DATA FOR THIS EXERCISE START

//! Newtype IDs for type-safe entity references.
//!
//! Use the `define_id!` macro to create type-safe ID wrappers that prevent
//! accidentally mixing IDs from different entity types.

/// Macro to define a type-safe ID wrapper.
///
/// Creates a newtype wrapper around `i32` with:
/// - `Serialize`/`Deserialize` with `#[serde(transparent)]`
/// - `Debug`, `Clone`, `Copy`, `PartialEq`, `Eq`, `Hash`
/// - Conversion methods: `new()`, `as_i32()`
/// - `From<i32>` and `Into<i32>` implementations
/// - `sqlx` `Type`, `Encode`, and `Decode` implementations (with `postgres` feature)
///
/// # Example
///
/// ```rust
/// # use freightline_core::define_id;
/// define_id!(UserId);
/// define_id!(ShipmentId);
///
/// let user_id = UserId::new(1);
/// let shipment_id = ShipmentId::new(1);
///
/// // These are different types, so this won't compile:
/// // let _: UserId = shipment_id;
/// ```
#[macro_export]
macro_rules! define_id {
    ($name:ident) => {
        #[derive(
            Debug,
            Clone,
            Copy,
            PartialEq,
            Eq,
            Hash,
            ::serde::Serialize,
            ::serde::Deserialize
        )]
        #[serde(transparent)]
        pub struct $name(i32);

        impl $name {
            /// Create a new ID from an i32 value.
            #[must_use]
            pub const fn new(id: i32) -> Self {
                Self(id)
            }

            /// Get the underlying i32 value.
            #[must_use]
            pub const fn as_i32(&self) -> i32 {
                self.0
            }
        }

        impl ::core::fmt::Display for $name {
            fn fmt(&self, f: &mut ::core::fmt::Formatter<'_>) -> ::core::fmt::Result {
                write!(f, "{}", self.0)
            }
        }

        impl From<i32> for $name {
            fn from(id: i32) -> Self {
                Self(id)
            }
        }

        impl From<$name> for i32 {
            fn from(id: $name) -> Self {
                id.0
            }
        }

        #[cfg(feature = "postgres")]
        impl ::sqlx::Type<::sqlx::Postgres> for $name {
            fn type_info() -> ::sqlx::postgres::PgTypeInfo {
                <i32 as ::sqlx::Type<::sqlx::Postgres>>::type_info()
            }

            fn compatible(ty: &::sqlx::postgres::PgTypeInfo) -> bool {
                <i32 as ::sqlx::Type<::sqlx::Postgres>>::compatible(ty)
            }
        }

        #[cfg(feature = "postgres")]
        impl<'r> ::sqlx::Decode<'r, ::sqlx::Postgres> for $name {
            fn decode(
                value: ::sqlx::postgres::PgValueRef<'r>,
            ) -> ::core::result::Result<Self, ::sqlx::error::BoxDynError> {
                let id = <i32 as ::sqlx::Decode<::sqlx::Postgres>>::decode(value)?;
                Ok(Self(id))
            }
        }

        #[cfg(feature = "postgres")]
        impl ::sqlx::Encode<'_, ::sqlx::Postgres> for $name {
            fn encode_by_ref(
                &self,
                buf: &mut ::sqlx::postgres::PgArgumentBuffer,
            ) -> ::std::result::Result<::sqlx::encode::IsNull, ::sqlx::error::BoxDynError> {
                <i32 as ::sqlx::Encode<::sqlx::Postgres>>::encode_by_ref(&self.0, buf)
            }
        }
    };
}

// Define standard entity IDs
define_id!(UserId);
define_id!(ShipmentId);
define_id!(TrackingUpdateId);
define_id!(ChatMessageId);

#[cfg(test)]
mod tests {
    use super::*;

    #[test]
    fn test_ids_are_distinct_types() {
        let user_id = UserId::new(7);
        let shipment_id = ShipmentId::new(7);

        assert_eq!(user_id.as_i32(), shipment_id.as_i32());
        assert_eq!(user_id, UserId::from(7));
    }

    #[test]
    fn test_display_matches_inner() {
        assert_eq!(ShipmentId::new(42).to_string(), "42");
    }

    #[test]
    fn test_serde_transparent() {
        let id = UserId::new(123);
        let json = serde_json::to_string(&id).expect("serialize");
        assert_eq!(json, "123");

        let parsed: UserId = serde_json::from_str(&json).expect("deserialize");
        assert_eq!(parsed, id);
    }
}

DATA FOR THIS EXERCISE END

PROBLEM TO WORK ON: Copy out all of the records above with nothing altered.

EXERCISE OUTPUT:
//! Newtype IDs for type-safe entity references.
//!
//! Use the `define_id!` macro to create type-safe ID wrappers that prevent
//! accidentally mixing IDs from different entity types.

/// Macro to define a type-safe ID wrapper.
///
/// Creates a newtype wrapper around `i32` with:
/// - `Serialize`/`Deserialize` with `#[serde(transparent)]`
/// - `Debug`, `Clone`, `Copy`, `PartialEq`, `Eq`, `Hash`
/// - Conversion methods: `new()`, `as_i32()`
/// - `From<i32>` and `Into<i32>` implementations
/// - `sqlx` `Type`, `Encode`, and `Decode` implementations (with `postgres` feature)
///
/// # Example
///
/// ```rust
/// # use freightline_core::define_id;
/// define_id!(UserId);
/// define_id!(ShipmentId);
///
/// let user_id = UserId::new(1);
/// let shipment_id = ShipmentId::new(1);
///
/// // These are different types, so this won't compile:
/// // let _: UserId = shipment_id;
/// ```
#[macro_export]
macro_rules! define_id {
    ($name:ident) => {
        #[derive(
            Debug,
            Clone,
            Copy,
            PartialEq,
            Eq,
            Hash,
            ::serde::Serialize,
            ::serde::Deserialize
        )]
        #[serde(transparent)]
        pub struct $name(i32);

        impl $name {
            /// Create a new ID from an i32 value.
            #[must_use]
            pub const fn new(id: i32) -> Self {
                Self(id)
            }

            /// Get the underlying i32 value.
            #[must_use]
            pub const fn as_i32(&self) -> i32 {
                self.0
            }
        }

        impl ::core::fmt::Display for $name {
            fn fmt(&self, f: &mut ::core::fmt::Formatter<'_>) -> ::core::fmt::Result {
                write!(f, "{}", self.0)
            }
        }

        impl From<i32> for $name {
            fn from(id: i32) -> Self {
                Self(id)
            }
        }

        impl From<$name> for i32 {
            fn from(id: $name) -> Self {
                id.0
            }
        }

        #[cfg(feature = "postgres")]
        impl ::sqlx::Type<::sqlx::Postgres> for $name {
            fn type_info() -> ::sqlx::postgres::PgTypeInfo {
                <i32 as ::sqlx::Type<::sqlx::Postgres>>::type_info()
            }

            fn compatible(ty: &::sqlx::postgres::PgTypeInfo) -> bool {
                <i32 as ::sqlx::Type<::sqlx::Postgres>>::compatible(ty)
            }
        }

        #[cfg(feature = "postgres")]
        impl<'r> ::sqlx::Decode<'r, ::sqlx::Postgres> for $name {
            fn decode(
                value: ::sqlx::postgres::PgValueRef<'r>,
            ) -> ::core::result::Result<Self, ::sqlx::error::BoxDynError> {
                let id = <i32 as ::sqlx::Decode<::sqlx::Postgres>>::decode(value)?;
                Ok(Self(id))
            }
        }

        #[cfg(feature = "postgres")]
        impl ::sqlx::Encode<'_, ::sqlx::Postgres> for $name {
            fn encode_by_ref(
                &self,
                buf: &mut ::sqlx::postgres::PgArgumentBuffer,
            ) -> ::std::result::Result<::sqlx::encode::IsNull, ::sqlx::error::BoxDynError> {
                <i32 as ::sqlx::Encode<::sqlx::Postgres>>::encode_by_ref(&self.0, buf)
            }
        }
    };
}

// Define standard entity IDs
define_id!(UserId);
define_id!(ShipmentId);
define_id!(TrackingUpdateId);
define_id!(ChatMessageId);

#[cfg(test)]
mod tests {
    use super::*;

    #[test]
    fn test_ids_are_distinct_types() {
        let user_id = UserId::new(7);
        let shipment_id = ShipmentId::new(7);

        assert_eq!(user_id.as_i32(), shipment_id.as_i32());
        assert_eq!(user_id, UserId::from(7));
    }

    #[test]
    fn test_display_matches_inner() {
        assert_eq!(ShipmentId::new(42).to_string(), "42");
    }

    #[test]
    fn test_serde_transparent() {
        let id = UserId::new(123);
        let json = serde_json::to_string(&id).expect("serialize");
        assert_eq!(json, "123");

        let parsed: UserId = serde_json::from_str(&json).expect("deserialize");
        assert_eq!(parsed, id);
    }
}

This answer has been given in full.